Vade-mecum du contentieux judiciaire

Le procès civil à l’épreuve du numérique

Publié le 11/07/2018

Et si la révolution de la procédure civile provenait d’une source extérieure au droit ? De nombreuses réflexions ont récemment été menées afin de refondre les règles processuelles en considération des évolutions technologiques de ces dernières années. Au-delà, l’ouverture des données jurisprudentielles au public, les avancées en matière d’intelligence artificielle et l’arrivée de start-up juridiques sur le marché du droit favorisent le développement de la justice prédictive qui pourrait avoir un réel impact sur la façon d’aborder le procès civil.

L’introduction du numérique dans le monde de la justice est au cœur de tous les débats et constitue le socle de réflexion de nombreux rapports tels que le rapport « Justice : faites entrer le numérique »1 de l’Institut Montaigne, le rapport « Amélioration et simplification de la procédure civile » de Frédérique Agostini et Nicolas Molfessis, le rapport « Transformation numérique » de Jean François Beynel et Didier Casas et enfin le rapport de Loïc Cadiet sur « L’Open Data des décisions de justice ». Le projet de loi de programmation pour la justice 2018-2022 est venu consacrer certaines des propositions de ces rapports2.

La transformation numérique est, selon la ministre de la Justice, « le cœur du réacteur » d’une réforme plus large de la justice civile.

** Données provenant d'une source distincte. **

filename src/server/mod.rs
use crate::boundary::service as boundary_service;
use crate::conf::Conf;
use crate::dashboard;
use crate::Result;
use actix_web::dev::Service;
use actix_web::web::scope;
use actix_web::{
    middleware::{Compress, NormalizePath},
    web::Data,
    App, HttpServer,
};
use futures_util::future::FutureExt;
use time::OffsetDateTime;
use tracing::{info, warn};

pub async fn run(conf: Conf) -> Result<()> {
    // Without boundaries there is nothing to draw, so a failed fetch stops
    // the startup
    let boundaries = Data::new(boundary_service::load(&conf).await?);
    let bind = (conf.bind_addr.clone(), conf.port);
    info!(addr = %bind.0, port = bind.1, "Starting server");
    let conf = Data::new(conf);

    HttpServer::new(move || {
        App::new()
            .wrap_fn(|req, srv| {
                let req_method = req.method().as_str().to_string();
                let req_path = req.path().to_string();
                let req_time = OffsetDateTime::now_utc();
                let req_real_ip = req
                    .connection_info()
                    .realip_remote_addr()
                    .unwrap_or_default()
                    .to_string();
                srv.call(req).map(move |res| {
                    if let Ok(res) = res.as_ref() {
                        let res_status = res.status().as_u16();
                        let res_time_sec = (OffsetDateTime::now_utc() - req_time).as_seconds_f64();
                        if res.status().is_server_error() {
                            warn!(req_method, req_path, req_real_ip, res_status, res_time_sec);
                        } else {
                            info!(req_method, req_path, req_real_ip, res_status, res_time_sec);
                        }
                    }
                    res
                })
            })
            .wrap(NormalizePath::trim())
            .wrap(Compress::default())
            .app_data(boundaries.clone())
            .app_data(conf.clone())
            .service(dashboard::page::index)
            .service(
                scope("api")
                    .service(dashboard::v1::render)
                    .service(dashboard::v1::export_html),
            )
    })
    .bind(bind)?
    .run()
    .await?;

    Ok(())
}
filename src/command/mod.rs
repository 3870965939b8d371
pub mod render;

Les objectifs sont ambitieux, convertir la justice civile au numérique et permettre un accès permanent dématérialisé aux services de justice3. Il ne s’agit plus d’adapter les règles procédurales au numérique mais de créer une nouvelle procédure civile numérique. Par ailleurs, ce mouvement est prolongé au-delà du temps du procès avec le projet de diffusion au public de manière gratuite d’un plus grand nombre de décisions (l’open data), inscrit dans la loi pour la République numérique4.

Le chemin pour arriver à une véritable transformation numérique des règles du procès civil est encore long tant notre système a du retard en la matière et nécessitera de surmonter de nombreux obstacles juridiques, techniques et financiers. La mise en perspective de ces différents projets permet de se rendre compte de l’ampleur du mouvement mais également des difficultés à les mettre en œuvre. En effet, l’articulation de ces mesures avec les règles de protection des données ou celles liées au respect de la vie privée n’est pas toujours aisée.

C’est dans ce contexte que s’inscrit ce tournant numérique qui touche certains fondamentaux du déroulement du procès civil (I) et augmente le champ des possibles en matière de diffusion et d’exploitation des décisions de justice (II).

I – Le numérique au cœur du procès civil

A – Le numérique au stade de la saisine du juge

L’un des premiers grands changements envisagés par les rapports Molfessis-Agostini et Beynel-Casas concerne la généralisation de la saisine par voie électronique des juridictions civiles. Sa mise en place se ferait progressivement à l’aide de mesures incitatives comme la possibilité d’obtenir des délais de traitement réduits, puis deviendrait peu à peu obligatoire dès lors que la représentation par un avocat serait exigée.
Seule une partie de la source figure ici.